• _Task goal_: Wherever the word "StationResult" turns up in a line of the entries, copy that line.
--------
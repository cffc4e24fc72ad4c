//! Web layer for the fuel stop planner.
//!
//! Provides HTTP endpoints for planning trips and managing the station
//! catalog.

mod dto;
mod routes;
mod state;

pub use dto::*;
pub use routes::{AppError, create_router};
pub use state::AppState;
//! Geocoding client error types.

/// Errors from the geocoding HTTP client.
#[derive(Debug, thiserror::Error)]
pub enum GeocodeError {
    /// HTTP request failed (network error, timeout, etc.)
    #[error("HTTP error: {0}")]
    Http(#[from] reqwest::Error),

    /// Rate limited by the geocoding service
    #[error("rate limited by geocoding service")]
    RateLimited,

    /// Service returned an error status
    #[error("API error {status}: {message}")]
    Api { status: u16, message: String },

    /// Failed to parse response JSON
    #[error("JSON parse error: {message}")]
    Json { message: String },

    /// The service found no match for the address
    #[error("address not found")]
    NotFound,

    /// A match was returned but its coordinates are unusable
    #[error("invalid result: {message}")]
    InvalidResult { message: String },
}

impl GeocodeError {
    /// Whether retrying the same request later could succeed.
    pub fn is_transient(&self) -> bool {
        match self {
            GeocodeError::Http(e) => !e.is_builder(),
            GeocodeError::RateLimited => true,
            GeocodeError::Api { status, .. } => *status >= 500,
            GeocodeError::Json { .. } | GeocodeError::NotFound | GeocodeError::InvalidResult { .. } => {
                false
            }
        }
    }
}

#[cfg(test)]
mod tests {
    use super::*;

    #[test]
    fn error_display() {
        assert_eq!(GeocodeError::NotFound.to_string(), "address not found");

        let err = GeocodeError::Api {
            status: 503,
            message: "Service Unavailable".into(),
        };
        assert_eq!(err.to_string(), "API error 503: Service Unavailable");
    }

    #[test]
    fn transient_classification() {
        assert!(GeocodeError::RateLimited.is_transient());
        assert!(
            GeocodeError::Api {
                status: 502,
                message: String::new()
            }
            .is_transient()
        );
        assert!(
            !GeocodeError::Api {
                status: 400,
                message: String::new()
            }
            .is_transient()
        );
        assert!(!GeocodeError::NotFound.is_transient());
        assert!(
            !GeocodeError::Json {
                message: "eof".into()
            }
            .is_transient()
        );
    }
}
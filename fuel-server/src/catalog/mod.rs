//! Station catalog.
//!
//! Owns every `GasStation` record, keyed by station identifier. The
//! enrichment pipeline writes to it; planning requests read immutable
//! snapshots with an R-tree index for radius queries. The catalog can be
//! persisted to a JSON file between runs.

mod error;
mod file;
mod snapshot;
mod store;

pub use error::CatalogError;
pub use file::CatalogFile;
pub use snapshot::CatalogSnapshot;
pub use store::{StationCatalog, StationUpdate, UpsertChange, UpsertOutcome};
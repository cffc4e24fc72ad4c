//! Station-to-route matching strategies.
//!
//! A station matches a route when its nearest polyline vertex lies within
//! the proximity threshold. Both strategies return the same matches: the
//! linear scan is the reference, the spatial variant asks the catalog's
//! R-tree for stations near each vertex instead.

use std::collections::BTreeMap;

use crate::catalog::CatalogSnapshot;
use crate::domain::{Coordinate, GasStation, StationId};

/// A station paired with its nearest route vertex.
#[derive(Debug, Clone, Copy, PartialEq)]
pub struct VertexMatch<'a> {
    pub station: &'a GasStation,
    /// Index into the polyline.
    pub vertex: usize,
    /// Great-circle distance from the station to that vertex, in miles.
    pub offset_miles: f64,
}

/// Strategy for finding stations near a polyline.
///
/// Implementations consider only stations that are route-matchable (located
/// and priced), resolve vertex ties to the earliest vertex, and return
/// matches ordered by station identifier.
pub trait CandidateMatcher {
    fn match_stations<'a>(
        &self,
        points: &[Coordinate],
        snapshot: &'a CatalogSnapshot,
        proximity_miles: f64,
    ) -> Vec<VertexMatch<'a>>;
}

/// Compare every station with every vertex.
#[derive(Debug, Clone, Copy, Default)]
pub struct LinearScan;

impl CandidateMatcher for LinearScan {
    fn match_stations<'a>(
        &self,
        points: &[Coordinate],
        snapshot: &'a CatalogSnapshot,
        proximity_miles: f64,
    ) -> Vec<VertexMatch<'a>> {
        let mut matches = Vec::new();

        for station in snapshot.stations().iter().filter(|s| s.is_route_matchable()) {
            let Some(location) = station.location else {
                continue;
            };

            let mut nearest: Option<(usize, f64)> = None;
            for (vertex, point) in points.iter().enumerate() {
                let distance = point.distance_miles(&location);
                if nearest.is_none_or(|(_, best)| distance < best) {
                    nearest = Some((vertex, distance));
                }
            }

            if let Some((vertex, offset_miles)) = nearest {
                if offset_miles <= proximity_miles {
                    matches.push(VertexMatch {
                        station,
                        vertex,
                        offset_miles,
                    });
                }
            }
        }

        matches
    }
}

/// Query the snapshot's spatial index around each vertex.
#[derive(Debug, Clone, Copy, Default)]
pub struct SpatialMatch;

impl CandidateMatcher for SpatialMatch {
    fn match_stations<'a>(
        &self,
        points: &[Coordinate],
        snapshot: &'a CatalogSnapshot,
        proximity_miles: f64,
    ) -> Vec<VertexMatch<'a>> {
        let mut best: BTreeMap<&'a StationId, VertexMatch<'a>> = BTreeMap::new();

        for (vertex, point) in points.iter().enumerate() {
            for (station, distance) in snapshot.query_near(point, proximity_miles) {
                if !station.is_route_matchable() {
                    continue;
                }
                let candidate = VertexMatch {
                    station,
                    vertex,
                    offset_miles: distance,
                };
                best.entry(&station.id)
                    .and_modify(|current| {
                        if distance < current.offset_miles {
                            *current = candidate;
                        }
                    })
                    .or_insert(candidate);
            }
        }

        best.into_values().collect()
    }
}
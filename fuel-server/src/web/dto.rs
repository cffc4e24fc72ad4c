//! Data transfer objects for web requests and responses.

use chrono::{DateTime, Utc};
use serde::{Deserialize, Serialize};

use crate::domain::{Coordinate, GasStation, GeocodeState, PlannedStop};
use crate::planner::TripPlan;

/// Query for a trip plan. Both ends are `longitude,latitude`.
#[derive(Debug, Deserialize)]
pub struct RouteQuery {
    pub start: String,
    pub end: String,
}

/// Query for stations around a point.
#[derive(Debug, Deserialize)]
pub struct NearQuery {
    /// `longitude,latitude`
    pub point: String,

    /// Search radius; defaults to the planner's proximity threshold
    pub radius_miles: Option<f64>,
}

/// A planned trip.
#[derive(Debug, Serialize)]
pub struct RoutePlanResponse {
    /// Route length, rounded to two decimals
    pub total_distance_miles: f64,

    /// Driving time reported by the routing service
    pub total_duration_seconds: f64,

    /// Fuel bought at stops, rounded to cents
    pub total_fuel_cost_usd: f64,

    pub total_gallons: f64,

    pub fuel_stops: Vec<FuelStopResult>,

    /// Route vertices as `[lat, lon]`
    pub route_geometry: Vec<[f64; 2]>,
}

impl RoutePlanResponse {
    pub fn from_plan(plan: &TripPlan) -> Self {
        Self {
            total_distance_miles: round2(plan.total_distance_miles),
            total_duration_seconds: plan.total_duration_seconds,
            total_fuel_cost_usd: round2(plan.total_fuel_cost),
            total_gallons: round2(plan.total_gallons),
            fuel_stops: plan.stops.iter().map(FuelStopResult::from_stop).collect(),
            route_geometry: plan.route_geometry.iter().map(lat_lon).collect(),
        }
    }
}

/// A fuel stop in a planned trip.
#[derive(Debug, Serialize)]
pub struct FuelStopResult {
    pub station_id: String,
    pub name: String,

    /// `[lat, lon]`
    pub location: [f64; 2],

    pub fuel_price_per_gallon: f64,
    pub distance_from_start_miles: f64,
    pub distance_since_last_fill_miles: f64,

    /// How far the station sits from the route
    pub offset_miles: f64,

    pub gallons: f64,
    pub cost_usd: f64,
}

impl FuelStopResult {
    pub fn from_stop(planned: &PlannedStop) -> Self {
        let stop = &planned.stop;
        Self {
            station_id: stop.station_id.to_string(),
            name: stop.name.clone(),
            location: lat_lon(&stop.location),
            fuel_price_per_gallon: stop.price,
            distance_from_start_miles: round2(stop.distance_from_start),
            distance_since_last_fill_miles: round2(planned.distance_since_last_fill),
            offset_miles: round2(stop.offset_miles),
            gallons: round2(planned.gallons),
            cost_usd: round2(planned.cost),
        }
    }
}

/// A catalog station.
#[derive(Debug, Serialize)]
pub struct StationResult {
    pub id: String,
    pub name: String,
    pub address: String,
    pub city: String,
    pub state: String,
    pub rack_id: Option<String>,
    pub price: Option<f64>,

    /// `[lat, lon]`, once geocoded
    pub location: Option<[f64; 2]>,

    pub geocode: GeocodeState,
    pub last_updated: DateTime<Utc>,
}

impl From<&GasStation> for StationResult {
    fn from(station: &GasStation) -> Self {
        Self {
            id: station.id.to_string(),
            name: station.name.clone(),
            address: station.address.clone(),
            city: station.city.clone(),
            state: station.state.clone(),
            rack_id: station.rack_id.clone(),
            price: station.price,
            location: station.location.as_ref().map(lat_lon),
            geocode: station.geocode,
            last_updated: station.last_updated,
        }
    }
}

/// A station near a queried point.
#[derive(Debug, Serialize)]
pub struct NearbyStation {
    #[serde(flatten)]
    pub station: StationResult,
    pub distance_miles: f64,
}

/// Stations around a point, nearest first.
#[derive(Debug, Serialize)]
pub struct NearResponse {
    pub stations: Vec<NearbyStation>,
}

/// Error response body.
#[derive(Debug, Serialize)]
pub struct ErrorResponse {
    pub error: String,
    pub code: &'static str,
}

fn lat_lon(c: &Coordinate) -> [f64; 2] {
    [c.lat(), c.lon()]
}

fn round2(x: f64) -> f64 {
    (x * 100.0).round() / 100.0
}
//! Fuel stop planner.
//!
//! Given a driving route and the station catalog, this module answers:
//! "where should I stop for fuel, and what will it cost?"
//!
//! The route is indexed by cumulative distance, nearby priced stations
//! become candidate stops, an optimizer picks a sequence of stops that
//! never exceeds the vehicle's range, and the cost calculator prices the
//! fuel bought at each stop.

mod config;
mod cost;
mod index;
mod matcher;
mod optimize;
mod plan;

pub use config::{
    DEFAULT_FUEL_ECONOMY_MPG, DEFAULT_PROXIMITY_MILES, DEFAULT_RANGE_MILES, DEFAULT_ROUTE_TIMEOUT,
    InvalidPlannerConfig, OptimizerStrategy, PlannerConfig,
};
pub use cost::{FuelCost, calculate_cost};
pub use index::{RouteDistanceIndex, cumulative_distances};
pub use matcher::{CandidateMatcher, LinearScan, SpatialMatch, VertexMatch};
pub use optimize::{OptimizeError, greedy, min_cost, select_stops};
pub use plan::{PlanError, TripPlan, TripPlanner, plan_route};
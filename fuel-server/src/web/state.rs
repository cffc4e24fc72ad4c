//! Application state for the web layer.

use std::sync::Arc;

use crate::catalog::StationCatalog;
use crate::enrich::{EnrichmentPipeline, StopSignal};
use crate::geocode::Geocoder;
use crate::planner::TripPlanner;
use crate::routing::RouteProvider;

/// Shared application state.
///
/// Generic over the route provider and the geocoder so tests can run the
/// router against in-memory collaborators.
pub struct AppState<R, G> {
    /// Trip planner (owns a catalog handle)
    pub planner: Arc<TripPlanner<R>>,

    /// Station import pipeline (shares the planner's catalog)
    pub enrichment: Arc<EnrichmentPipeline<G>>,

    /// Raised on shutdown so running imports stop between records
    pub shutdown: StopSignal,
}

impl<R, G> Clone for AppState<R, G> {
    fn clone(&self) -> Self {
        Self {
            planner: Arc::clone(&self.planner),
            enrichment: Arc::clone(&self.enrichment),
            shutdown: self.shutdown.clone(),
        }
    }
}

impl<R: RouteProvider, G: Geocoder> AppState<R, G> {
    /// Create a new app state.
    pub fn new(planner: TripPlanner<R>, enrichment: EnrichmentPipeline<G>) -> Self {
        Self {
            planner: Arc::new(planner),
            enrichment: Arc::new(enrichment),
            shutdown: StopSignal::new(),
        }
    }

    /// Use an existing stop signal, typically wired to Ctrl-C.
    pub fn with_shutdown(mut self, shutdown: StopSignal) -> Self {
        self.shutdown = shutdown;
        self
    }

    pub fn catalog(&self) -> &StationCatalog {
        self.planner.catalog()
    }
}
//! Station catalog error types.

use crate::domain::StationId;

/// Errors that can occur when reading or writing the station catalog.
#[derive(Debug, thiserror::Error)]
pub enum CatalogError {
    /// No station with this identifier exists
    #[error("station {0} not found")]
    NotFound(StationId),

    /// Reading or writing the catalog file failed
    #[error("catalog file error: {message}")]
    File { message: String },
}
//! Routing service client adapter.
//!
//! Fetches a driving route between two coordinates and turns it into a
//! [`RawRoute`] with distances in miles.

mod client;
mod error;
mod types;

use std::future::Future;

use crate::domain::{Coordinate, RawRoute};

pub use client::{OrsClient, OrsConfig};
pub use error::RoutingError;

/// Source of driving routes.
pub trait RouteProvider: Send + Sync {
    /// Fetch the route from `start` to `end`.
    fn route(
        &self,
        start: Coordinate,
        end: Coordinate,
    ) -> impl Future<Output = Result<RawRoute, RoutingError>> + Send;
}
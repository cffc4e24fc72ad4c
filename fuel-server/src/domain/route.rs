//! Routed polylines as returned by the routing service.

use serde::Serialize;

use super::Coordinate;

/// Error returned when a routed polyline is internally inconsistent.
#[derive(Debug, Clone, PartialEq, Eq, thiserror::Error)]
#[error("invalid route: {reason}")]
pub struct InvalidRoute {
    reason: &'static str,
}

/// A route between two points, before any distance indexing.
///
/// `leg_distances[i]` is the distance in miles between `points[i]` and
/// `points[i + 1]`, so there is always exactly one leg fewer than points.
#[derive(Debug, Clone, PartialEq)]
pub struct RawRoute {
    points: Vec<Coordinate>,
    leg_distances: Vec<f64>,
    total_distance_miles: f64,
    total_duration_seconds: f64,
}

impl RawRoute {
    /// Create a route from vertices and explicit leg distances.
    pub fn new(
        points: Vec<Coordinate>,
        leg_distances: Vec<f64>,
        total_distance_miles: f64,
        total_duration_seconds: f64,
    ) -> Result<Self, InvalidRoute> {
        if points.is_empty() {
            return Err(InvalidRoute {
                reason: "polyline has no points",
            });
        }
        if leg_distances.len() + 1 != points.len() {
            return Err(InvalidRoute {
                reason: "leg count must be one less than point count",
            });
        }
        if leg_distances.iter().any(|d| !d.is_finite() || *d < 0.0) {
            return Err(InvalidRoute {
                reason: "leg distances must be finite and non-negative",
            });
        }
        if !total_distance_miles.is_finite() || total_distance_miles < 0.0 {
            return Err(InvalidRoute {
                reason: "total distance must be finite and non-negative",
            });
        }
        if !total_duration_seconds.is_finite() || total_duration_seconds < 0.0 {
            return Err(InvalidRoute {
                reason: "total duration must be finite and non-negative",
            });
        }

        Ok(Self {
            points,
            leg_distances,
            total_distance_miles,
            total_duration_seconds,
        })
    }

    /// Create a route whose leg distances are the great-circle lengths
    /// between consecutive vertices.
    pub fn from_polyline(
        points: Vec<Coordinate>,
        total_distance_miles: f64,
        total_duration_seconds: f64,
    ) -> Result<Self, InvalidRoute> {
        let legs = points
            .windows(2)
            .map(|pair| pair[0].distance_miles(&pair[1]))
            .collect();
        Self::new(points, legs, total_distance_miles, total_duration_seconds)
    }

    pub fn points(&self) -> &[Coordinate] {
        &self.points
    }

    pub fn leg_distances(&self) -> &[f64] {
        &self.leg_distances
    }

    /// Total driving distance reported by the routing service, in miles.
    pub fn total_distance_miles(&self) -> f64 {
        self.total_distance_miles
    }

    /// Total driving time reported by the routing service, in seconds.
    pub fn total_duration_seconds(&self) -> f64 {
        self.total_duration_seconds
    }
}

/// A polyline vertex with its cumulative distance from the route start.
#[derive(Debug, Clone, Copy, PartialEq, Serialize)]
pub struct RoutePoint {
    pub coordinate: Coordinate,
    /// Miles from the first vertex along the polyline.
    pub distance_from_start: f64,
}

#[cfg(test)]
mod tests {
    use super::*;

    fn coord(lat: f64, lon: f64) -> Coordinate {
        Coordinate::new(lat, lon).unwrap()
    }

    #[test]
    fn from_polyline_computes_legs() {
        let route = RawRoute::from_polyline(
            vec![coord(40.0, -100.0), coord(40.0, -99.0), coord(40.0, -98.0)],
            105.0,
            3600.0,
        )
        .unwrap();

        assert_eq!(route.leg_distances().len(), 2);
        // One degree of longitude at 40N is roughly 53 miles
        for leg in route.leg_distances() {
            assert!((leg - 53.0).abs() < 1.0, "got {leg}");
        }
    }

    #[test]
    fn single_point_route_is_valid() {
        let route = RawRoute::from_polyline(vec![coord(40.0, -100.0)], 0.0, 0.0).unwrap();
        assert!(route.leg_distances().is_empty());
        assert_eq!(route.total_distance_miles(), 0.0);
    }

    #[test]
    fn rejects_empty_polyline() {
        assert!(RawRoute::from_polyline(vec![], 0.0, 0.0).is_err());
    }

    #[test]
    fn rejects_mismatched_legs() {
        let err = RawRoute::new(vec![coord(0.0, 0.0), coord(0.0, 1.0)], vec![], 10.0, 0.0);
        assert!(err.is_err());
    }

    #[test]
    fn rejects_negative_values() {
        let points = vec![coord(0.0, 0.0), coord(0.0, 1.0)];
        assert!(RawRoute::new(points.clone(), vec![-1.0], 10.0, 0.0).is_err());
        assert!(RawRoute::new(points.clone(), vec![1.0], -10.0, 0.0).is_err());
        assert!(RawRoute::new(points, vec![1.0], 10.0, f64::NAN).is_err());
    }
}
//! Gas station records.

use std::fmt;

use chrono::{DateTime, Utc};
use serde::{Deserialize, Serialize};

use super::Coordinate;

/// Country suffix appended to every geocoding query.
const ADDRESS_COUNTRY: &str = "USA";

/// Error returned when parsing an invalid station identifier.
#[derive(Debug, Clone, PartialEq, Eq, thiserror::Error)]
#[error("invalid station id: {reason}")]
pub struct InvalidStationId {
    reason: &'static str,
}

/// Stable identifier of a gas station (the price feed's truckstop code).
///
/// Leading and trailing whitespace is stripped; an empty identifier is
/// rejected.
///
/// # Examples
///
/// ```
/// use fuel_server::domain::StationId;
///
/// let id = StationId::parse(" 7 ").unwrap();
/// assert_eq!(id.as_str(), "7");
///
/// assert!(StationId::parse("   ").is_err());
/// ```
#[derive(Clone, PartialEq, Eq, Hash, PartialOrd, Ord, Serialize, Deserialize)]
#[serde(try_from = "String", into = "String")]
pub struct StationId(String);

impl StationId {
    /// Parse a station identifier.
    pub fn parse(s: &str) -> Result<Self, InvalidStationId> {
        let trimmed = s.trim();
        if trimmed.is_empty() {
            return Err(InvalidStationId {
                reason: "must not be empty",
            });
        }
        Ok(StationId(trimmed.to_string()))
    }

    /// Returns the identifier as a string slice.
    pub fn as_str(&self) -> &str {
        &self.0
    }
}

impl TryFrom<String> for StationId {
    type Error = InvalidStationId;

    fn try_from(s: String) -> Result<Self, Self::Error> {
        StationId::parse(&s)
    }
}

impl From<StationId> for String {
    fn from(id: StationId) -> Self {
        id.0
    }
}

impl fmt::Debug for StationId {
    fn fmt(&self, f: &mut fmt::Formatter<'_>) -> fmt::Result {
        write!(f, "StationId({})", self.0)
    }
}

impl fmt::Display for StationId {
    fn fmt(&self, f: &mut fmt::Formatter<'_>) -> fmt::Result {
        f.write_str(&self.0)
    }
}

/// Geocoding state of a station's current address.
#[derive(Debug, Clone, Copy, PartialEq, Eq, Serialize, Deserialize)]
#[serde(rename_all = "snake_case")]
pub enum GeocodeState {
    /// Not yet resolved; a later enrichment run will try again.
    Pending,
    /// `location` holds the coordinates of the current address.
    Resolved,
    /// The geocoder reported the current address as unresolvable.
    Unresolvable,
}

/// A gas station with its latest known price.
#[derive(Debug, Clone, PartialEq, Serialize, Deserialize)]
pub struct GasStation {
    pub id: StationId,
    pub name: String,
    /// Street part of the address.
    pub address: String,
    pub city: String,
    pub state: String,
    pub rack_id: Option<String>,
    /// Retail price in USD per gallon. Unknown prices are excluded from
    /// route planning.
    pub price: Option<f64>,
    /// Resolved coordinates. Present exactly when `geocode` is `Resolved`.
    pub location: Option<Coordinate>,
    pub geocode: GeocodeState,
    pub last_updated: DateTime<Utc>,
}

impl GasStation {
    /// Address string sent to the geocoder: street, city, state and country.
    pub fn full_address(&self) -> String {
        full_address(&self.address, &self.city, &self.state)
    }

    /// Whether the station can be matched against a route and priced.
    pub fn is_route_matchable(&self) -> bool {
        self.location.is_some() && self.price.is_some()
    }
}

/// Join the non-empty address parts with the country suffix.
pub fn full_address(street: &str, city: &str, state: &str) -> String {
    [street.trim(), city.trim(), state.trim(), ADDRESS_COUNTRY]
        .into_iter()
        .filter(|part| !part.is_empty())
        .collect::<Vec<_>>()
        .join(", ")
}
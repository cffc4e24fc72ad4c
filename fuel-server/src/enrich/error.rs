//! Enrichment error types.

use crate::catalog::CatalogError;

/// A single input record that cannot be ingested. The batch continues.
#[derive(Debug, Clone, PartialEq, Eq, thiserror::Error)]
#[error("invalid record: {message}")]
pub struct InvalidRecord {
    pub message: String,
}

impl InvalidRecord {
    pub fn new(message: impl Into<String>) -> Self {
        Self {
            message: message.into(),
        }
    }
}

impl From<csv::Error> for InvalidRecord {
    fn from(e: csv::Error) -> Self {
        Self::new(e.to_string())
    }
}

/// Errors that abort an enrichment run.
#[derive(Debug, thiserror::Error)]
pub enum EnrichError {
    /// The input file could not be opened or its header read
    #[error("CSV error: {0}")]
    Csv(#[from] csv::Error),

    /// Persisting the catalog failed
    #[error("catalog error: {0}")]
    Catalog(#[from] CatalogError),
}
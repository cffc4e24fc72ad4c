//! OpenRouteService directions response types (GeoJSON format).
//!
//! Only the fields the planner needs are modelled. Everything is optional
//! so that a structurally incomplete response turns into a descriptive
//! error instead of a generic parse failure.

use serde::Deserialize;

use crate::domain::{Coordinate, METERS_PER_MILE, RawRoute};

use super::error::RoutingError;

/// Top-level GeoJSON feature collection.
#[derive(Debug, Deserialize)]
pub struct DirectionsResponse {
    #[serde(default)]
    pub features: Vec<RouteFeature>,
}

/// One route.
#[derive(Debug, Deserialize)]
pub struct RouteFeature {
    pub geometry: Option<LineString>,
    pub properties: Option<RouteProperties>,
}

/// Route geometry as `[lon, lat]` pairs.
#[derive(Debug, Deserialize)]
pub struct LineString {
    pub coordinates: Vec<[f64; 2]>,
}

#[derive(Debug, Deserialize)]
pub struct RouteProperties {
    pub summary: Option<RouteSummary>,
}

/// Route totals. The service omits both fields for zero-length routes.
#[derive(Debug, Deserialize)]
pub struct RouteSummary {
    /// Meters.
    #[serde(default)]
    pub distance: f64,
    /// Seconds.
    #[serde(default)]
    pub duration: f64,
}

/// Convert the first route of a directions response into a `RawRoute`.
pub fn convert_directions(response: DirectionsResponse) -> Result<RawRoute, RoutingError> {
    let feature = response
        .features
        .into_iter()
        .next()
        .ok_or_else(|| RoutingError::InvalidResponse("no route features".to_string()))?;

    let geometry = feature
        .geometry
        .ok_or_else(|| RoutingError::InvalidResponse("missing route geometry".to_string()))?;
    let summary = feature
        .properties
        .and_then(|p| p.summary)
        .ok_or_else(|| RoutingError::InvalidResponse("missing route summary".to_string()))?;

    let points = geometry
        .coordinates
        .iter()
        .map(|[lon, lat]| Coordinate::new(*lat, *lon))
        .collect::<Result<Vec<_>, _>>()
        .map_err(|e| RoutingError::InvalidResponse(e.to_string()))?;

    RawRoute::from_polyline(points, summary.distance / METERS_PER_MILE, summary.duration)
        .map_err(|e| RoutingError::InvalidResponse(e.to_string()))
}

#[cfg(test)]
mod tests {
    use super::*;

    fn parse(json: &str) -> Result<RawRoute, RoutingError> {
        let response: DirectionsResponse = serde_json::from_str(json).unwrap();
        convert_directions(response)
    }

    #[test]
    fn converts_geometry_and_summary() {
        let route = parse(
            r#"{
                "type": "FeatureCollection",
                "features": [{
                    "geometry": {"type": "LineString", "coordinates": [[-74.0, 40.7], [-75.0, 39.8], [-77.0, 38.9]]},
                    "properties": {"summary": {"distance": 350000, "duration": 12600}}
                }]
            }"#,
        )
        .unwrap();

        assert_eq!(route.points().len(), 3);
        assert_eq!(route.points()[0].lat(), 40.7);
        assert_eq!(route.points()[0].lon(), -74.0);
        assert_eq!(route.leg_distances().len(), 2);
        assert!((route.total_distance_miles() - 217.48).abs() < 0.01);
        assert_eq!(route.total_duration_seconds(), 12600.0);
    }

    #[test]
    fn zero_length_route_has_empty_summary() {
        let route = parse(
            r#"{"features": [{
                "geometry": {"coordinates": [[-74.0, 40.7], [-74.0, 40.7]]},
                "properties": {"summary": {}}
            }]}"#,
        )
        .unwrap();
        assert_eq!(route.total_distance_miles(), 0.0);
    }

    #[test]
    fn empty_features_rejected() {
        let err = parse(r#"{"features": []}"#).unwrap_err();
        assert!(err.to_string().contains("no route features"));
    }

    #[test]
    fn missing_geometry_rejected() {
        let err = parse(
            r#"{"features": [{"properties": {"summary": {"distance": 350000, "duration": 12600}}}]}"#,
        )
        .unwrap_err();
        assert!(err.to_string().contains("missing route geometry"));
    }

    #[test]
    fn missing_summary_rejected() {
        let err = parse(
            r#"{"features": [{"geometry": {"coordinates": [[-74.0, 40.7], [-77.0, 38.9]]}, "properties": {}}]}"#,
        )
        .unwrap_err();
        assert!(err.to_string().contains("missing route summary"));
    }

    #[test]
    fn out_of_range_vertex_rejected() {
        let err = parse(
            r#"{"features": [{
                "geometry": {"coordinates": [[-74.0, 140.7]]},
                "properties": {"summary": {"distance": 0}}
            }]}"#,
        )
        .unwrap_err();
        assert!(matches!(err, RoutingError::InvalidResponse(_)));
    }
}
--------
• _Written solution_:
pub struct StationResult {
impl From<&GasStation> for StationResult {
    pub station: StationResult,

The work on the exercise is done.